A loud, frantic beeping emits from one of the machines hooked up to Theo.
We both freeze, then Ana reacts first. She hustles over to his bed, peers at a black box with some green flashing numbers, then turns around and runs past me, shouting for a doctor.
“Ana!” I scream after her, panicked. “What’s happening!”
She’s headed for the nurses’ station down the hall, yelling over her shoulder as she goes. “His heartbeat is skyrocketing!” She disappears around a corner.
I whirl around and run to Theo’s bedside, so frantic, I catch my foot on the leg of a chair and almost fall. I grab his hand and collapse onto the bed, panting, terrified at all the flashing I see on the machines. It’s not only the heartbeat monitor that’s going mad—several other devices screech with alarms.
This is it. He’s dying.
I start to sob uncontrollably. “Don’t you dare leave me, Theo! Don’t you dare! I love you! I need you! I’ll never forgive you if you leave me alone!”
Pressure on my hand, so faint I almost can’t feel it, cuts off my hysterical screams as if someone pulled a plug. I freeze, looking down at Theo’s hand clasped in mine…his hand that’s weakly squeezing.
Time slows to a crawl. Every beat of my heart is a boom of thunder in my ears. I look up at his face and watch in utter astonishment and joy as the second miracle of the night occurs.
Theo slowly opens his eyes and looks at me.
His gaze is hazy at first but gains focus after several moments. Then we stare at each other for an endless span of silence as I wait without breathing to see if he recognizes me.
Is he even in there at all?
Squeezing his hand hard, I lean over his chest and plead, “Theo? Theo, can you hear me? Can you speak?” When he doesn’t respond, tears begin to flow down my cheeks again. I feel my face crumbling, and the last of my hope unravels at the blankness I see in his dark, dark eyes.
Sobbing, I beg, “Please, if you can hear me, please say something!”
Finally, after what feels like forever, the corners of his lips curve to a ghost of a smile.
In a weak, scratchy voice, the words halting and almost unintelligible, he whispers, “It wasn’t enough.”
“What?
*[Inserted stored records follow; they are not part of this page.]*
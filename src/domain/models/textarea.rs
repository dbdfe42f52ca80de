use ratatui::widgets::Block;
use ratatui::widgets::BorderType;
use ratatui::widgets::Borders;
use ratatui::widgets::Padding;

pub struct TextArea {}

impl<'a> TextArea {
    pub fn default() -> tui_textarea::TextArea<'a> {
        let mut textarea = tui_textarea::TextArea::default();
        textarea.set_block(TextArea::block("on"));

        return textarea;
    }

    /// Input box border, with the speech status in the title.
    pub fn block(speech_status: &str) -> Block<'a> {
        return Block::default()
            .borders(Borders::ALL)
            .border_type(BorderType::Double)
            .title(format!(
                "Type your message, or /voice to speak (speech: {speech_status})"
            ))
            .padding(Padding::new(1, 1, 0, 0));
    }
}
What do you mean?” I can barely speak, I’m crying so hard. My entire body is racked with sobs. When his lips move but no words come out, I lean closer, putting my ear near his mouth and begging him to say it again.
On the faintest of exhalations, he does.
“One lifetime wasn’t enough to love you.”
I fall to my knees as a team of doctors and nurses bursts into the room.
Epilogue
Theo
Two months later
Fucking yellow balloons.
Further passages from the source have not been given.